The 16-day Detroit teachers strike is over. Most teachers are back in their classrooms. So are students, - minus the hundreds, perhaps thousands, whose parents have transferred them to other school districts or to charter schools or who have dropped out because the strike was the tipping point.

This means fewer students on “Count Day,” drastic cuts in state funding, increasingly contentious labor-management disputes over diminishing resources, etc. etc.

That is why we urgently need to start thinking and acting “outside the box.”

The strike has made it clear that solutions to the escalating problems of our public schools are not going to come from any existing organizations – not the teachers union, DPS administrators, school board, City County Building or Lansing.

Instead, as Nate Walker said in this space last week, “Together as parents, students, teachers, administrators and members of a community, it is time to collectively commit ourselves to address the roots of the educational crisis. If we don’t, our schools will continue to fail our children and our city. We must work to create an educational experience that nurtures and prepares children to solve some of the problems in our communities instead of schools serving as a battleground.”

To begin with, I suggest that teachers discuss the school crisis with students in their classrooms. It makes no sense to believe we can create a nurturing educational process for our children without including them in this discussion.
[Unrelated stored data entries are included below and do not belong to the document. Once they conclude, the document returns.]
//! # Devnet Harness
//!
//! Drives the simulated ledger block by block so round numbers in tests are
//! exact. Groups go through the same builder and signer the orchestrator
//! uses; `forge` skips the client-side escrow pre-check to model an attacker.

use qs_01_staking_protocol::{
    AppCall, AssetParams, AssetTransfer, Authorizer, CallAction, EscrowRule, OnCompletion,
    Operation, OperationKind, PoolInstance,
};
use qs_02_group_orchestrator::{
    authorize_group, group_id_of, AccountSigner, ConfirmationStatus, GroupBuilder, Identity,
    InMemoryLedger, LedgerClient, LedgerError, LedgerRejection, LegAuthorization, LegSigner,
    LocalKeystore, OrchestratorConfig, Receipt, RetryPolicy, SignedGroup, SignedOperation,
    StakingService,
};
use shared_types::{Address, AssetId, GroupId, PoolId, Round};
use std::sync::atomic::{AtomicU64, Ordering};
use std::sync::Arc;
use std::time::Duration;

/// Service type used across the suites.
pub type Service = StakingService<InMemoryLedger, InMemoryLedger, LocalKeystore>;

/// One leg with the party that authorizes it.
pub type Leg = (Operation, LegSigner);

/// Configured pool ready for bookings.
#[derive(Clone, Copy, Debug)]
pub struct StakingPool {
    /// Pool id.
    pub pool_id: PoolId,
    /// Staked asset.
    pub asset_id: AssetId,
    /// Escrow rule holding the funds.
    pub rule: EscrowRule,
    /// Creator address.
    pub creator: Address,
}

impl StakingPool {
    /// Escrow address.
    pub fn escrow(&self) -> Address {
        self.rule.address()
    }
}

/// Ledger, keys and helpers.
pub struct Devnet {
    /// Simulated ledger.
    pub ledger: Arc<InMemoryLedger>,
    /// Local keys.
    pub keys: Arc<LocalKeystore>,
    nonce: AtomicU64,
}

impl Default for Devnet {
    fn default() -> Self {
        Self::new()
    }
}

impl Devnet {
    /// Fresh ledger at genesis.
    pub fn new() -> Self {
        Self {
            ledger: Arc::new(InMemoryLedger::default()),
            keys: Arc::new(LocalKeystore::new()),
            nonce: AtomicU64::new(1),
        }
    }

    /// Address of `name`, generating its key on first use.
    pub fn account(&self, name: &str) -> Address {
        let identity = Identity::new(name);
        match self.keys.address_of(&identity) {
            Ok(address) => address,
            Err(_) => self.keys.generate(identity),
        }
    }

    /// Latest committed round.
    pub fn round(&self) -> Round {
        self.ledger.snapshot().round
    }

    /// Produce blocks until `round` is committed.
    pub fn advance_to(&self, round: Round) {
        let current = self.round();
        assert!(current <= round, "ledger already at round {}", current);
        self.ledger.advance_rounds(round - current);
    }

    /// Committed instance of `pool_id`.
    pub fn instance(&self, pool_id: PoolId) -> PoolInstance {
        self.ledger.snapshot().pools[&pool_id].clone()
    }

    /// Committed balance.
    pub fn balance(&self, account: Address, asset_id: AssetId) -> Option<u64> {
        self.ledger.snapshot().balance(&account, asset_id)
    }

    // =========================================================================
    // Legs
    // =========================================================================

    /// Distinct fee per leg keeps otherwise identical groups apart.
    fn stamp(&self, op: Operation) -> Operation {
        let nonce = self.nonce.fetch_add(1, Ordering::Relaxed);
        op.with_fee(nonce % 1_000)
    }

    /// Leg sent by account `name`.
    pub fn leg(&self, name: &str, kind: OperationKind) -> Leg {
        let op = self.stamp(Operation::new(self.account(name), kind));
        (op, LegSigner::Account(Identity::new(name)))
    }

    /// NoOp call into `pool_id`.
    pub fn call(&self, name: &str, pool_id: PoolId, action: CallAction) -> Leg {
        self.leg(name, OperationKind::AppCall(AppCall::action(pool_id, action)))
    }

    /// Lifecycle call into `pool_id`.
    pub fn lifecycle(&self, name: &str, pool_id: PoolId, on_completion: OnCompletion) -> Leg {
        self.leg(
            name,
            OperationKind::AppCall(AppCall::lifecycle(pool_id, on_completion)),
        )
    }

    /// Asset transfer from account `name`.
    pub fn transfer(&self, name: &str, asset_id: AssetId, receiver: Address, amount: u64) -> Leg {
        self.leg(name, transfer_kind(asset_id, receiver, amount))
    }

    /// Asset transfer from the escrow of `rule`.
    pub fn escrow_transfer(&self, rule: EscrowRule, receiver: Address, amount: u64) -> Leg {
        let op = self.stamp(Operation::new(
            rule.address(),
            transfer_kind(rule.asset_id, receiver, amount),
        ));
        (op, LegSigner::Escrow(rule))
    }

    // =========================================================================
    // Groups
    // =========================================================================

    /// Group built the way the orchestrator builds it.
    pub fn group(&self, legs: Vec<Leg>) -> SignedGroup {
        let unsigned = legs
            .into_iter()
            .fold(GroupBuilder::new(16), |builder, (op, signer)| {
                builder.push(op, signer)
            })
            .seal()
            .expect("group shape");
        authorize_group(unsigned, self.keys.as_ref()).expect("group authorization")
    }

    /// Group bound and signed without asking the escrow rule first.
    pub fn forge(&self, legs: Vec<Leg>) -> SignedGroup {
        let operations: Vec<Operation> = legs.iter().map(|(op, _)| op.clone()).collect();
        let id = group_id_of(&operations).expect("encodable group");
        let legs = legs
            .into_iter()
            .map(|(mut operation, signer)| {
                operation.group = Some(id);
                let authorization = match signer {
                    LegSigner::Account(identity) => LegAuthorization::Signature(
                        self.keys.sign(&identity, &operation).expect("known key"),
                    ),
                    LegSigner::Escrow(rule) => LegAuthorization::Escrow(rule),
                };
                SignedOperation {
                    operation,
                    authorization,
                }
            })
            .collect();
        SignedGroup { id, legs }
    }

    /// Submit without producing a block.
    pub async fn submit(&self, group: SignedGroup) -> Result<GroupId, LedgerError> {
        self.ledger.submit(group).await
    }

    /// Outcome of a submitted group.
    pub async fn outcome(&self, id: GroupId) -> ConfirmationStatus {
        self.ledger
            .confirmation_status(id)
            .await
            .expect("known group")
    }

    /// Submit, produce one block and report the outcome.
    pub async fn commit(&self, group: SignedGroup) -> Result<Receipt, LedgerRejection> {
        let id = match self.ledger.submit(group).await {
            Ok(id) => id,
            Err(LedgerError::Refused(rejection)) => return Err(rejection),
            Err(other) => panic!("unexpected ledger error: {}", other),
        };
        self.ledger.produce_block();
        match self.outcome(id).await {
            ConfirmationStatus::Committed(receipt) => Ok(receipt),
            ConfirmationStatus::Rejected(rejection) => Err(rejection),
            ConfirmationStatus::Pending => panic!("group still pending after a block"),
        }
    }

    // =========================================================================
    // Scenarios
    // =========================================================================

    /// Mint `total` units credited to `name`.
    pub async fn mint(&self, name: &str, total: u64) -> AssetId {
        let group = self.group(vec![self.leg(
            name,
            OperationKind::AssetCreate(AssetParams {
                total,
                unit_name: "STK".into(),
            }),
        )]);
        self.commit(group)
            .await
            .expect("mint")
            .created_asset
            .expect("asset id")
    }

    /// Opt `to` in to `asset_id` and send it `amount` from `from`.
    pub async fn send(&self, from: &str, to: &str, asset_id: AssetId, amount: u64) {
        let receiver = self.account(to);
        if self.balance(receiver, asset_id).is_none() {
            let opt_in = self.group(vec![self.transfer(to, asset_id, receiver, 0)]);
            self.commit(opt_in).await.expect("opt-in");
        }
        let send = self.group(vec![self.transfer(from, asset_id, receiver, amount)]);
        self.commit(send).await.expect("transfer");
    }

    /// Deploy, fund and configure a pool owned by `creator`.
    ///
    /// Takes four blocks after the mint.
    pub async fn staking_pool(&self, creator: &str, funding: u64, locking_rounds: u64) -> StakingPool {
        let asset_id = self.mint(creator, 1_000_000).await;

        let deploy = self.group(vec![self.leg(creator, OperationKind::CreatePool)]);
        let pool_id = self
            .commit(deploy)
            .await
            .expect("deploy")
            .created_pool
            .expect("pool id");

        let rule = EscrowRule::new(pool_id, asset_id);
        let escrow = rule.address();
        let opt_in = self.group(vec![self.escrow_transfer(rule, escrow, 0)]);
        self.commit(opt_in).await.expect("escrow opt-in");

        let setup = self.group(vec![
            self.call(
                creator,
                pool_id,
                CallAction::Setup {
                    escrow,
                    locking_rounds,
                },
            ),
            self.transfer(creator, asset_id, escrow, funding),
        ]);
        self.commit(setup).await.expect("setup");

        StakingPool {
            pool_id,
            asset_id,
            rule,
            creator: self.account(creator),
        }
    }

    /// Fund `name` from the creator and register it in the pool.
    pub async fn participant(
        &self,
        creator: &str,
        name: &str,
        pool: &StakingPool,
        balance: u64,
    ) -> Address {
        self.send(creator, name, pool.asset_id, balance).await;
        self.join(name, pool).await.expect("join");
        self.account(name)
    }

    /// Register `name`.
    pub async fn join(&self, name: &str, pool: &StakingPool) -> Result<Receipt, LedgerRejection> {
        let group = self.group(vec![self.lifecycle(name, pool.pool_id, OnCompletion::OptIn)]);
        self.commit(group).await
    }

    /// Booking group of `amount` by `name`.
    pub fn booking_group(&self, name: &str, pool: &StakingPool, amount: u64) -> SignedGroup {
        self.group(vec![
            self.call(name, pool.pool_id, CallAction::Booking),
            self.transfer(name, pool.asset_id, pool.escrow(), amount),
        ])
    }

    /// Withdrawal group releasing `amount` to `name`.
    pub fn withdrawal_group(&self, name: &str, pool: &StakingPool, amount: u64) -> SignedGroup {
        let receiver = self.account(name);
        self.group(vec![
            self.call(name, pool.pool_id, CallAction::Withdrawal),
            self.escrow_transfer(pool.rule, receiver, amount),
        ])
    }

    /// Book `amount` as `name`.
    pub async fn book(
        &self,
        name: &str,
        pool: &StakingPool,
        amount: u64,
    ) -> Result<Receipt, LedgerRejection> {
        self.commit(self.booking_group(name, pool, amount)).await
    }

    /// Withdraw `amount` as `name`.
    pub async fn withdraw(
        &self,
        name: &str,
        pool: &StakingPool,
        amount: u64,
    ) -> Result<Receipt, LedgerRejection> {
        self.commit(self.withdrawal_group(name, pool, amount)).await
    }

    /// Leave the pool as `name`.
    pub async fn leave(&self, name: &str, pool: &StakingPool) -> Result<Receipt, LedgerRejection> {
        let group = self.group(vec![self.lifecycle(name, pool.pool_id, OnCompletion::CloseOut)]);
        self.commit(group).await
    }

    // =========================================================================
    // Services
    // =========================================================================

    /// Orchestrator acting as `name`; needs a running block producer.
    pub fn service(&self, name: &str) -> Service {
        self.service_with(name, fast_config())
    }

    /// Orchestrator with an explicit configuration.
    pub fn service_with(&self, name: &str, config: OrchestratorConfig) -> Service {
        self.account(name);
        StakingService::new(
            config,
            Identity::new(name),
            Arc::clone(&self.ledger),
            Arc::clone(&self.ledger),
            Arc::clone(&self.keys),
        )
    }

    /// Produce a block every `interval` in the background.
    pub fn start_producer(&self, interval: Duration) -> tokio::task::JoinHandle<()> {
        self.ledger.spawn_block_producer(interval)
    }
}

/// Short polls and retries for tests.
pub fn fast_config() -> OrchestratorConfig {
    OrchestratorConfig {
        poll_interval: Duration::from_millis(1),
        retry: RetryPolicy::fixed(5, Duration::from_millis(1)),
        ..OrchestratorConfig::default()
    }
}

fn transfer_kind(asset_id: AssetId, receiver: Address, amount: u64) -> OperationKind {
    OperationKind::AssetTransfer(AssetTransfer {
        asset_id,
        receiver,
        amount,
        close_to: None,
    })
}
It also means that we must stop thinking of the educational process as a sector of the economy which schools young people for jobs, teaching those subjects that the economy defines as important, and which provides jobs for teachers, administrators, custodians, book publishers, school supplies manufacturers and distributors, etc.

Instead, we have to start with the human needs of our children. That means we have to acknowledge that as our cities have been falling apart, large numbers of our children come to school without the emotional support required for learning. They suffer 24/7 the enormous pain that comes from the absence of stable home lives.

Teachers alone cannot provide this emotional support. So we/they need to begin exploring and gathering educational resources beyond the school walls. We/they need to reach out to members of the community - churches, businesses, block clubs. We/they need to invite and encourage them to become part of the educational process.

In every neighborhood there are some elders who can volunteer to spend a day in nearby schools. People with life experiences to share and love to give have to step up. You don’t have to be a college graduate to provide the support some of our children urgently need.

In schools where this is already happening, some kids only come to school on the days when elders visit their classrooms.

There is a church on nearly every corner in this city. They can help get this process underway by adopting a classroom or classrooms in a neighborhood school and recruiting elders to become involved for a day or two every week, including those who now spend time feeding coins into slot machines because they have nothing to do.

We/they need to invite Detroiters with visions of how to rebuild, redefine and respirit our city into classrooms to share their visions so that our children can begin preparing themselves to realize these visions and begin seeing their future as active citizens of Detroit rather than abandoning the city for the suburbs or other states.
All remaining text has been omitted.